Later that day Gia Karkarashvili released video footage showing him talking with Koba Melikidze who allegedly was trying to persuade him to take part in the mutiny. The Georgian Ministry of Internal Affairs expressed its gratitude to Karkarashvili for information provided by him as it helped to arrest Melikidze and prevent an assassination attempt on Vano Merabishvili.

On May, 6, Georgian authorities stepped back from accusations of an assassination plot against Mikheil Saakashvili and allegations of Russian support of the mutiny. At this stage, Georgian authorities claimed the army mutiny was mainly aimed at disrupting NATO exercises starting on May 6, 2009. Saakashvili's official site states the mutiny was inspired by a group of disgruntled Georgian army officers.

The principal suspects – Gia Krialashvili, Koba Otanadze, and Levan Amiridze – remained at large after the Mukhrovani incident. On May 20, 2009, Krialashvili was killed, and Otanadze and Amiridze were wounded and delivered to hospital in a shootout with police at the outskirts of Tbilisi.

=== Domestic reactions ===
- Politicians
  - The Georgian opposition has expressed its doubts on the mutiny backgrounds and actual happening. One of the opposition leaders, David Gamkrelidze claimed that the event could have been an inside job of the Georgian authorities to draw the attention away from the anti-government protests in Georgia.
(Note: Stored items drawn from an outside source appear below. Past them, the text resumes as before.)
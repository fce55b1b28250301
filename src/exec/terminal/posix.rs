// Copyright 2025 Lablup Inc. and Jeongkyu Shin
//
// Licensed under the Apache License, Version 2.0 (the "License");
// you may not use this file except in compliance with the License.
// You may obtain a copy of the License at
//
//     http://www.apache.org/licenses/LICENSE-2.0
//
// Unless required by applicable law or agreed to in writing, software
// distributed under the License is distributed on an "AS IS" BASIS,
// WITHOUT WARRANTIES OR CONDITIONS OF ANY KIND, either express or implied.
// See the License for the specific language governing permissions and
// limitations under the License.

//! termios-based terminal control.

use std::io;
use std::os::fd::AsFd;
use std::time::Duration;

use nix::sys::termios::{self, SetArg, Termios};
use tracing::{debug, warn};

use super::{current_size, stdin_is_terminal, TerminalController};
use crate::exec::error::TerminalError;
use crate::exec::protocol::TerminalSize;
use crate::exec::resize::ResizeEvents;

/// Raw-mode control of the terminal on stdin.
#[derive(Default)]
pub struct PosixTerminal {
    saved: Option<Termios>,
}

impl PosixTerminal {
    pub fn new() -> Self {
        Self::default()
    }
}

impl TerminalController for PosixTerminal {
    fn enter_raw_mode(&mut self) -> Result<(), TerminalError> {
        if self.saved.is_some() {
            return Ok(());
        }
        if !stdin_is_terminal() {
            return Err(TerminalError::NotATerminal);
        }

        let stdin = io::stdin();
        let original = termios::tcgetattr(stdin.as_fd())
            .map_err(|e| TerminalError::Snapshot(io::Error::from(e)))?;

        let mut raw = original.clone();
        termios::cfmakeraw(&mut raw);
        self.saved = Some(original);

        termios::tcsetattr(stdin.as_fd(), SetArg::TCSANOW, &raw)
            .map_err(|e| TerminalError::Apply(io::Error::from(e)))?;

        debug!("Terminal switched to raw mode");
        Ok(())
    }

    fn restore(&mut self) -> Result<(), TerminalError> {
        let Some(original) = self.saved.take() else {
            return Ok(());
        };

        // Queued output is written out under the raw settings first.
        termios::tcsetattr(io::stdin().as_fd(), SetArg::TCSADRAIN, &original)
            .map_err(|e| TerminalError::Restore(io::Error::from(e)))?;

        debug!("Terminal settings restored");
        Ok(())
    }

    fn is_raw(&self) -> bool {
        self.saved.is_some()
    }

    fn size(&self) -> Option<TerminalSize> {
        current_size()
    }

    fn resize_events(&self, poll_interval: Duration) -> ResizeEvents {
        match ResizeEvents::from_signal(Box::new(current_size)) {
            Ok(events) => events,
            Err(e) => {
                warn!("Cannot watch SIGWINCH ({e}); polling terminal size instead");
                ResizeEvents::polling(poll_interval, Box::new(current_size))
            }
        }
    }
}

impl Drop for PosixTerminal {
    fn drop(&mut self) {
        if let Err(e) = self.restore() {
            warn!("{e}");
        }
    }
}

#[cfg(test)]
mod tests {
    use super::*;

    #[test]
    fn test_restore_without_snapshot_is_noop() {
        let mut terminal = PosixTerminal::new();
        assert!(!terminal.is_raw());
        assert!(terminal.restore().is_ok());
        assert!(terminal.restore().is_ok());
    }

    #[test]
    fn test_enter_raw_mode_requires_terminal() {
        // Under a test harness stdin is usually not a terminal; when it is,
        // the mode switch must be reversible.
        let mut terminal = PosixTerminal::new();
        match terminal.enter_raw_mode() {
            Err(TerminalError::NotATerminal) => assert!(!terminal.is_raw()),
            Ok(()) => {
                assert!(terminal.is_raw());
                terminal.restore().unwrap();
                assert!(!terminal.is_raw());
            }
            Err(other) => panic!("unexpected error: {other}"),
        }
    }
}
Irakli Alasania, leader of the opposition Alliance for Georgia, said he would not make any political assessment, because of lack of information.
  - In May 2009, Givi Targamadze, senior member of the Parliament of Georgia for the ruling United National Movement party accused Alexander Ebralidze, a Russian tycoon of Georgian origin, of being behind the 2009 Georgian attempted mutiny with the aim of “at least to trigger unrest in Georgia” or “at maximum to pave the way for entry of the Russian occupation forces in Tbilisi.”
- Military experts – The rebellion could be linked with plans to use troops to end opposition roadblocks paralysing Tbilisi, with some officers refusing to participate. This version "chimes with" military sources information, a senior Western diplomat confirmed.

=== Foreign reactions ===
- RUS – The Russian Ministry of Foreign Affairs denied any Russian involvement after the Georgian accusations of interfering in Georgian domestic affairs. The Russian Federation's envoy to NATO, Dmitry Rogozin, said that Moscow had been accustomed to ridiculous accusations from Georgia.
- USA – The United States Department of Defense has announced that the situation in Georgia which took place earlier on May 5 is probably an isolated incident. The press secretary of the Pentagon Bryan Whitman added that the United States is still analyzing the situation. He also stated he did not have any information on Russian involvement in the mutiny.